FallCon is a board game and miniatures convention in Calgary. Its primary focus is to give gamers the opportunity to experience pre-planned and well-executed gaming events. There are over 50 hosted events, and an auction of 300 games. FallCon hand-picks each game to be used at the convention based on the criteria that they are highly playable, have interesting themes, are fun, challenging, social and something that the organizers themselves would be interested in playing. There is a mixture of new games and old favourites. Some of these games are complex, but most of them are easy to just pick up and play. 


“We wanted to host a well-run festival of games, something that gamers can enjoy consistently year in and year out,” explains Zanini.


FallCon has time slots dedicated to open gaming, and the final evening includes a new addition called “Super Happy Party Game Fun Time,” which includes three and a half hours of party games such as Dixit, Wits and Wagers and Time’s Up: Title Recall. FallCon has a strong history of volunteerism and a sense of community, and is a labour of love for all involved.


Two years ago, the FallCon Gaming Society, along with its founding counterpart, the Canadian Wargames Group, decided that Canadian designers should be recognized for their contributions to the board gaming community. 


“We were looking to create our own FallCon Game of the Year Award and looking for what would make it different,” says Zanini.


The annual Canadian Game 
Design Awards were created in 2010, with the first victory going to Roberta Taylor’s Octopus’ Garden. Matt Tolman won with Undermining in 2011. 

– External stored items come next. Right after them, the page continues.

//! Protocol message definitions
//!
//! Typed messages exchanged by the gateway itself during the handshake.
//! Game-level messages live with the subsystems that own them; they plug in
//! through the same [`ReadMessage`] / [`WriteMessage`] traits.

use serde::{Deserialize, Serialize};

use super::{Opcode, PacketReader, PacketWriter, ReadResult};

/// A message that can be decoded from a packet payload
pub trait ReadMessage: Sized {
    const OPCODE: Opcode;

    fn read(reader: &mut PacketReader<'_>) -> ReadResult<Self>;
}

/// A message that can be encoded into a packet payload
pub trait WriteMessage {
    const OPCODE: Opcode;

    fn write(&self, writer: &mut PacketWriter);
}

/// Which service a listener fronts. Selects the key seed and is announced to
/// the client in the greeting.
#[derive(Debug, Clone, Copy, PartialEq, Eq, Hash, Serialize, Deserialize)]
#[serde(rename_all = "lowercase")]
pub enum ConnectionType {
    Auth,
    World,
}

impl ConnectionType {
    /// Width of the connection type field in [`ServerHello`]
    pub const BITS: u32 = 5;

    pub fn wire_value(self) -> u64 {
        match self {
            ConnectionType::Auth => 3,
            ConnectionType::World => 11,
        }
    }

    pub fn from_wire_value(value: u64) -> Option<Self> {
        match value {
            3 => Some(ConnectionType::Auth),
            11 => Some(ConnectionType::World),
            _ => None,
        }
    }
}

/// Greeting sent on accept, before encryption is active.
/// The first field is always the protocol version.
#[derive(Debug, Clone, PartialEq, Eq)]
pub struct ServerHello {
    pub auth_version: u32,
    pub realm_id: u32,
    pub realm_group_id: u32,
    /// Unix seconds the listener came up
    pub startup_time: u64,
    pub listen_port: u16,
    /// Raw 5-bit connection type, see [`ConnectionType::wire_value`]
    pub connection_type: u8,
    pub network_message_crc: u32,
    pub process_id: u32,
}

impl WriteMessage for ServerHello {
    const OPCODE: Opcode = Opcode::ServerHello;

    fn write(&self, writer: &mut PacketWriter) {
        writer.write_u32(self.auth_version);
        writer.write_u32(self.realm_id);
        writer.write_u32(self.realm_group_id);
        writer.write_u64(self.startup_time);
        writer.write_u16(self.listen_port);
        writer.write_bits(u64::from(self.connection_type), ConnectionType::BITS);
        writer.write_u32(self.network_message_crc);
        writer.write_u32(self.process_id);
    }
}

impl ReadMessage for ServerHello {
    const OPCODE: Opcode = Opcode::ServerHello;

    fn read(reader: &mut PacketReader<'_>) -> ReadResult<Self> {
        Ok(Self {
            auth_version: reader.read_u32()?,
            realm_id: reader.read_u32()?,
            realm_group_id: reader.read_u32()?,
            startup_time: reader.read_u64()?,
            listen_port: reader.read_u16()?,
            connection_type: reader.read_bits(ConnectionType::BITS)? as u8,
            network_message_crc: reader.read_u32()?,
            process_id: reader.read_u32()?,
        })
    }
}

/// Credentials presented to the auth gateway
#[derive(Debug, Clone, PartialEq, Eq)]
pub struct ClientHelloAuth {
    /// Client build, compared against the protocol version
    pub build: u32,
    pub account: String,
    /// Opaque token issued by the login service
    pub token: [u8; 16],
    /// 4-bit client language
    pub language: u8,
}

impl ReadMessage for ClientHelloAuth {
    const OPCODE: Opcode = Opcode::ClientHelloAuth;

    fn read(reader: &mut PacketReader<'_>) -> ReadResult<Self> {
        let build = reader.read_u32()?;
        let account = reader.read_wide_string()?;
        let mut token = [0u8; 16];
        token.copy_from_slice(reader.read_bytes(16)?);
        let language = reader.read_bits(4)? as u8;

        Ok(Self {
            build,
            account,
            token,
            language,
        })
    }
}

impl WriteMessage for ClientHelloAuth {
    const OPCODE: Opcode = Opcode::ClientHelloAuth;

    fn write(&self, writer: &mut PacketWriter) {
        writer.write_u32(self.build);
        writer.write_wide_string(&self.account);
        writer.write_bytes(&self.token);
        writer.write_bits(u64::from(self.language), 4);
    }
}

#[derive(Debug, Clone, PartialEq, Eq)]
pub struct ServerAuthAccepted {
    pub account_id: u32,
    /// Key the client presents to the world gateway
    pub session_key: [u8; 16],
}

impl WriteMessage for ServerAuthAccepted {
    const OPCODE: Opcode = Opcode::ServerAuthAccepted;

    fn write(&self, writer: &mut PacketWriter) {
        writer.write_u32(self.account_id);
        writer.write_bytes(&self.session_key);
    }
}

impl ReadMessage for ServerAuthAccepted {
    const OPCODE: Opcode = Opcode::ServerAuthAccepted;

    fn read(reader: &mut PacketReader<'_>) -> ReadResult<Self> {
        let account_id = reader.read_u32()?;
        let mut session_key = [0u8; 16];
        session_key.copy_from_slice(reader.read_bytes(16)?);
        Ok(Self {
            account_id,
            session_key,
        })
    }
}

/// Reason codes for [`ServerAuthDenied`]
pub mod deny_codes {
    pub const UNKNOWN: u32 = 0;
    pub const VERSION_MISMATCH: u32 = 19;
    pub const INVALID_TOKEN: u32 = 16;
    pub const ACCOUNT_SUSPENDED: u32 = 20;
}

#[derive(Debug, Clone, PartialEq, Eq)]
pub struct ServerAuthDenied {
    pub reason: u32,
    pub error_value: u32,
    pub suspended_days: u32,
}

impl WriteMessage for ServerAuthDenied {
    const OPCODE: Opcode = Opcode::ServerAuthDenied;

    fn write(&self, writer: &mut PacketWriter) {
        writer.write_u32(self.reason);
        writer.write_u32(self.error_value);
        writer.write_u32(self.suspended_days);
    }
}

impl ReadMessage for ServerAuthDenied {
    const OPCODE: Opcode = Opcode::ServerAuthDenied;

    fn read(reader: &mut PacketReader<'_>) -> ReadResult<Self> {
        Ok(Self {
            reason: reader.read_u32()?,
            error_value: reader.read_u32()?,
            suspended_days: reader.read_u32()?,
        })
    }
}

/// Keep-alive, echoed back as [`ServerHeartbeat`]
#[derive(Debug, Clone, Copy, PartialEq, Eq)]
pub struct ClientHeartbeat {
    pub timestamp: u64,
}

impl ReadMessage for ClientHeartbeat {
    const OPCODE: Opcode = Opcode::ClientHeartbeat;

    fn read(reader: &mut PacketReader<'_>) -> ReadResult<Self> {
        Ok(Self {
            timestamp: reader.read_u64()?,
        })
    }
}

impl WriteMessage for ClientHeartbeat {
    const OPCODE: Opcode = Opcode::ClientHeartbeat;

    fn write(&self, writer: &mut PacketWriter) {
        writer.write_u64(self.timestamp);
    }
}

#[derive(Debug, Clone, Copy, PartialEq, Eq)]
pub struct ServerHeartbeat {
    pub timestamp: u64,
}

impl WriteMessage for ServerHeartbeat {
    const OPCODE: Opcode = Opcode::ServerHeartbeat;

    fn write(&self, writer: &mut PacketWriter) {
        writer.write_u64(self.timestamp);
    }
}

impl ReadMessage for ServerHeartbeat {
    const OPCODE: Opcode = Opcode::ServerHeartbeat;

    fn read(reader: &mut PacketReader<'_>) -> ReadResult<Self> {
        Ok(Self {
            timestamp: reader.read_u64()?,
        })
    }
}

/// Encode a message into a standalone payload
pub fn encode_message<M: WriteMessage>(message: &M) -> bytes::Bytes {
    let mut writer = PacketWriter::new();
    message.write(&mut writer);
    writer.into_bytes()
}

/// Decode a message from a payload
pub fn decode_message<M: ReadMessage>(payload: &[u8]) -> ReadResult<M> {
    M::read(&mut PacketReader::new(payload))
}

#[cfg(test)]
mod tests {
    use super::*;
    use crate::protocol::{ReadError, PROTOCOL_VERSION};

    fn sample_hello() -> ServerHello {
        ServerHello {
            auth_version: PROTOCOL_VERSION,
            realm_id: 1,
            realm_group_id: 21,
            startup_time: 1_700_000_000,
            listen_port: 23115,
            connection_type: ConnectionType::Auth.wire_value() as u8,
            network_message_crc: 0x5A3F_10C2,
            process_id: 4242,
        }
    }

    #[test]
    fn test_server_hello_layout() {
        let payload = encode_message(&sample_hello());
        // 4 + 4 + 4 + 8 + 2 + 1 (5 bits, padded) + 4 + 4
        assert_eq!(payload.len(), 31);
        assert_eq!(&payload[..4], &PROTOCOL_VERSION.to_le_bytes());
        assert_eq!(payload[22], 3);

        let decoded: ServerHello = decode_message(&payload).unwrap();
        assert_eq!(decoded, sample_hello());
    }

    #[test]
    fn test_client_hello_auth_roundtrip() {
        let hello = ClientHelloAuth {
            build: PROTOCOL_VERSION,
            account: "player@example.com".to_string(),
            token: [7; 16],
            language: 2,
        };
        let decoded: ClientHelloAuth = decode_message(&encode_message(&hello)).unwrap();
        assert_eq!(decoded, hello);
    }

    #[test]
    fn test_truncated_message() {
        let payload = encode_message(&ClientHeartbeat { timestamp: 99 });
        let result: ReadResult<ClientHeartbeat> = decode_message(&payload[..5]);
        assert!(matches!(result, Err(ReadError::UnexpectedEnd { .. })));
    }

    #[test]
    fn test_connection_type_fits_field() {
        for kind in [ConnectionType::Auth, ConnectionType::World] {
            assert!(kind.wire_value() < 1 << ConnectionType::BITS);
            assert_eq!(ConnectionType::from_wire_value(kind.wire_value()), Some(kind));
        }
        assert_eq!(ConnectionType::from_wire_value(0), None);
    }
}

“The CGDA was created as a way to promote the board game industry in Canada,” explains Robillard. The award recognizes the best Canadian design, and helps new designers break into the industry. The awards have been a successful addition to the convention. 


The winner is picked by closely examining the rules and mechanics of the nominated games. The prizes include $200 from the FallCon Gaming Society, $200 from Panda Game Manufacturing, a $500 manufacturing allowance from Panda Game Manufacturing and a $500 cash advance from Valley Games Publishing, upon signing a contract with them. This prestigious award is very important for many Canadian designers. 


“The award offers a brass ring to the designers. I have had many of them tell me that our deadlines force them to finish their designs so they can have a chance at winning. The judges are from all across Canada, and they volunteer their experience and time to evaluate and provide feedback to the designers on their designs,” says Lloyd. 


The hobby of board games is a major source of entertainment, competition, camaraderie and enjoyment for a growing number of people. 


“The biggest draw for me is the community of friends I’ve made over the years playing games. Without question, some of the absolutely friendliest people I’ve met have been gamers. I always look forward to game nights with buddies for the camaraderie that ensues around the table,” says 
Robillard.


Board and card gaming is a unique hobby for this generation. It should not be taken for granted or passed over. Individuals around the world spend endless hours promoting, designing, manufacturing, publishing, organizing and creating board games and events. It is an age-old practice that has piqued the interests of thousands of people over time, and is now more advanced and intriguing than ever.